I would expect that those who like the demo, would be triggered to buy the full game.

But that is just when looking at my own game. Even though there is not that many votes in yet, the choice to play a demo and then buy the full game got pretty much no votes at all.

That makes me think, it would be better to have no demo at all.

I think, in my case, I will cut my demo short. Instead of playing the full 1st chapter, I might cut it short to playing just the 1st 3 battles. It shows different types of cards and powers.
Playing demo and buying the game doesn't really correlate.
Logically, demo will be mostly play by those who are interest in your game but somewhat on the fence about buying it. So playing demo might make them interest more and buy the game OR they found out that the game may not be their cup of tea and ended up not buying the full game in the end.

The primary factors for getting a booming sales are all about the actual quality of the game and how well you marketed it. I don't think having a demo or not will ever influence the sales.

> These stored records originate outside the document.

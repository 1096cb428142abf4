use std::sync::Arc;
use std::time::Duration;

use academy_api::config::ServerConfig;
use academy_api::router::build_app_router;
use academy_api::state::AppState;
use academy_events::{EventBus, EventPersistence};
use academy_pipeline::PipelineConfig;
use tracing_subscriber::{layer::SubscriberExt, util::SubscriberInitExt};

#[tokio::main]
async fn main() {
    dotenvy::dotenv().ok();

    // --- Tracing ---
    tracing_subscriber::registry()
        .with(
            tracing_subscriber::EnvFilter::try_from_default_env().unwrap_or_else(|_| {
                "academy_api=debug,academy_pipeline=debug,tower_http=debug".into()
            }),
        )
        .with(tracing_subscriber::fmt::layer())
        .init();

    // --- Configuration ---
    let config = ServerConfig::from_env();
    let pipeline_config = PipelineConfig::from_env();
    tracing::info!(
        host = %config.host,
        port = %config.port,
        progress_read_attempts = pipeline_config.progress_retry.max_attempts,
        settle_delay_ms = pipeline_config.settle_delay.as_millis() as u64,
        "Loaded server configuration",
    );

    // --- Database ---
    let database_url = std::env::var("DATABASE_URL").expect("DATABASE_URL must be set");

    let pool = academy_db::create_pool(&database_url)
        .await
        .expect("Failed to connect to database");
    tracing::info!("Database connection pool created");

    academy_db::health_check(&pool)
        .await
        .expect("Database health check failed");

    academy_db::run_migrations(&pool)
        .await
        .expect("Failed to run database migrations");
    tracing::info!("Database migrations applied");

    // --- Event bus ---
    let event_bus = Arc::new(EventBus::default());
    let persistence_handle = tokio::spawn(EventPersistence::run(
        pool.clone(),
        event_bus.subscribe(),
    ));
    tracing::info!("Event persistence started");

    // --- App state & router ---
    let state = AppState::new(
        pool,
        config.clone(),
        pipeline_config,
        Arc::clone(&event_bus),
    );
    let app = build_app_router(state, &config);

    // --- Start server ---
    let addr = config.bind_addr();
    tracing::info!(%addr, "Starting server");

    let listener = tokio::net::TcpListener::bind(addr)
        .await
        .expect("Failed to bind to address");

    axum::serve(listener, app)
        .with_graceful_shutdown(shutdown_signal())
        .await
        .expect("Server error");

    // --- Post-shutdown cleanup ---
    // Last sender; closing the channel stops persistence.
    drop(event_bus);
    let _ = tokio::time::timeout(Duration::from_secs(5), persistence_handle).await;
    tracing::info!("Graceful shutdown complete");
}

/// Wait for SIGINT or SIGTERM.
async fn shutdown_signal() {
    let ctrl_c = async {
        tokio::signal::ctrl_c()
            .await
            .expect("Failed to install Ctrl-C handler");
    };

    #[cfg(unix)]
    let terminate = async {
        tokio::signal::unix::signal(tokio::signal::unix::SignalKind::terminate())
            .expect("Failed to install SIGTERM handler")
            .recv()
            .await;
    };

    #[cfg(not(unix))]
    let terminate = std::future::pending::<()>();

    tokio::select! {
        () = ctrl_c => {
            tracing::info!("Received SIGINT (Ctrl-C), starting graceful shutdown");
        }
        () = terminate => {
            tracing::info!("Received SIGTERM, starting graceful shutdown");
        }
    }
}
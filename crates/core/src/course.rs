//! Course-completion predicates over the per-(user, course) progress
//! aggregate.

/// A course is complete once every lesson has a completion. Empty courses
/// are never complete.
pub fn is_course_complete(lessons_completed: i32, total_lessons: i32) -> bool {
    total_lessons > 0 && lessons_completed >= total_lessons
}

/// Whole-number completion percentage, capped at 100.
pub fn progress_percentage(lessons_completed: i32, total_lessons: i32) -> i32 {
    if total_lessons <= 0 {
        return 0;
    }
    let done = lessons_completed.clamp(0, total_lessons) as f64;
    ((done / total_lessons as f64) * 100.0).round() as i32
}
//! The progress and reward pipeline.
//!
//! [`ProgressPipeline`] records lesson completions, awards XP, detects
//! level-ups and course completion, and runs the badge evaluator. It talks
//! to storage only through the [`LearningStore`] trait and to the badge
//! catalog only through [`BadgeEvaluator`], so both can be swapped in
//! tests.

pub mod badges;
pub mod config;
pub mod error;
pub mod pg;
pub mod service;
pub mod store;

pub use badges::{BadgeAward, BadgeEvaluator, CatalogBadgeEvaluator};
pub use config::PipelineConfig;
pub use error::{PipelineError, StoreError};
pub use pg::PgLearningStore;
pub use service::{CompletionOutcome, CompletionRequest, ProgressPipeline};
pub use store::LearningStore;
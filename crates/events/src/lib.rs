//! Learning event bus.
//!
//! - [`EventBus`] -- in-process publish/subscribe hub backed by
//!   `tokio::sync::broadcast`. The progress pipeline publishes to it;
//!   anything that wants to react to progress changes subscribes instead of
//!   polling the database.
//! - [`LearningEvent`] -- the event envelope, with constructors for each
//!   progress event.
//! - [`EventPersistence`] -- background service that writes every event to
//!   the `events` table.

pub mod bus;
pub mod persistence;

pub use bus::{EventBus, LearningEvent};
pub use persistence::EventPersistence;
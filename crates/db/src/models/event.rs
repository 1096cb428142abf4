//! Persisted platform events.

use academy_core::types::{DbId, Timestamp};
use serde::Serialize;
use sqlx::FromRow;

/// A row from the `events` table.
#[derive(Debug, Clone, FromRow, Serialize)]
pub struct Event {
    pub id: DbId,
    pub event_type: String,
    pub source_entity_type: Option<String>,
    pub source_entity_id: Option<DbId>,
    pub actor_user_id: Option<DbId>,
    pub payload: serde_json::Value,
    pub created_at: Timestamp,
}
//! Authentication primitives.
//!
//! Tokens are issued by the external auth provider; this server only
//! validates them. [`jwt::generate_access_token`] exists for tooling and
//! tests that need to mint a token with the shared secret.

pub mod jwt;
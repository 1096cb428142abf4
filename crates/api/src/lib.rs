//! Academy API server library.
//!
//! Exposes config, state, error handling and routes so integration tests
//! and the binary entrypoint share the same building blocks.

pub mod auth;
pub mod config;
pub mod error;
pub mod handlers;
pub mod middleware;
pub mod response;
pub mod router;
pub mod routes;
pub mod state;
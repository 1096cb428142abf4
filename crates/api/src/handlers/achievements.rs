//! Handlers for the badge catalog and the leaderboard.

use academy_db::repositories::{AchievementRepo, UserRepo};
use axum::extract::{Query, State};
use axum::response::IntoResponse;
use axum::Json;
use serde::Deserialize;

use crate::error::AppResult;
use crate::middleware::auth::AuthUser;
use crate::response::DataResponse;
use crate::state::AppState;

const DEFAULT_LEADERBOARD_LIMIT: i64 = 10;
const MAX_LEADERBOARD_LIMIT: i64 = 100;

#[derive(Debug, Deserialize)]
pub struct LeaderboardParams {
    pub limit: Option<i64>,
}

/// GET /api/v1/achievements
pub async fn list_catalog(
    _user: AuthUser,
    State(state): State<AppState>,
) -> AppResult<impl IntoResponse> {
    let achievements = AchievementRepo::list(&state.pool).await?;
    Ok(Json(DataResponse { data: achievements }))
}

/// GET /api/v1/leaderboard?limit=N
///
/// Top learners by total XP. `limit` is clamped to `1..=100`.
pub async fn leaderboard(
    _user: AuthUser,
    State(state): State<AppState>,
    Query(params): Query<LeaderboardParams>,
) -> AppResult<impl IntoResponse> {
    let limit = params
        .limit
        .unwrap_or(DEFAULT_LEADERBOARD_LIMIT)
        .clamp(1, MAX_LEADERBOARD_LIMIT);
    let entries = UserRepo::leaderboard(&state.pool, limit).await?;
    Ok(Json(DataResponse { data: entries }))
}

However, a demo IS a great tool for gathering feedbacks. You might even ended up building a small loyal fanbase. Their input will be a great asset in the game's development cycle. You might even ended up building a sizable community when the game is done and ready. Having a community around your game is a great, if not THE greatest, boon for any indie developers out there. I'd say, from that angle, getting a well-made demo out will ended up benefitting your game in a long run.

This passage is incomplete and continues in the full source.